*About this exercise*:
Reproduce the entries so that every line matches the original exactly.

*Records from a data source*:
- - - -
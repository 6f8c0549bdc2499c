use contracts::system::auth::{LoginRequest, LoginResponse};

use crate::shared::api::{post_json, ApiError};

pub async fn login(request: &LoginRequest) -> Result<LoginResponse, ApiError> {
    post_json("/api/auth/login", request).await
}
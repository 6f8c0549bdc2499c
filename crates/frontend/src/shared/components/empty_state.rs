use crate::shared::icons::icon;
use leptos::prelude::*;

/// Заглушка для пустого списка или результата фильтрации
#[component]
pub fn EmptyState(
    #[prop(into)] message: String,
    #[prop(optional, into)] hint: Option<String>,
    #[prop(optional)] icon_name: Option<&'static str>,
) -> impl IntoView {
    view! {
        <div class="empty-state">
            <div class="empty-state__icon">{icon(icon_name.unwrap_or("filter"))}</div>
            <div class="empty-state__message">{message}</div>
            {hint.map(|h| view! { <div class="empty-state__hint">{h}</div> })}
        </div>
    }
}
- - - -
*Answer for this exercise*:
repository 6f8c0549bdc2499c
use contracts::system::auth::{LoginRequest, LoginResponse};

use crate::shared::api::{post_json, ApiError};

pub async fn login(request: &LoginRequest) -> Result<LoginResponse, ApiError> {
    post_json("/api/auth/login", request).await
}
repository 6f8c0549bdc2499c
filename crates/frontend/src/shared/components/empty_state.rs
use crate::shared::icons::icon;
use leptos::prelude::*;

/// Заглушка для пустого списка или результата фильтрации
#[component]
pub fn EmptyState(
    #[prop(into)] message: String,
    #[prop(optional, into)] hint: Option<String>,
    #[prop(optional)] icon_name: Option<&'static str>,
) -> impl IntoView {
    view! {
        <div class="empty-state">
            <div class="empty-state__icon">{icon(icon_name.unwrap_or("filter"))}</div>
            <div class="empty-state__message">{message}</div>
            {hint.map(|h| view! { <div class="empty-state__hint">{h}</div> })}
        </div>
    }
}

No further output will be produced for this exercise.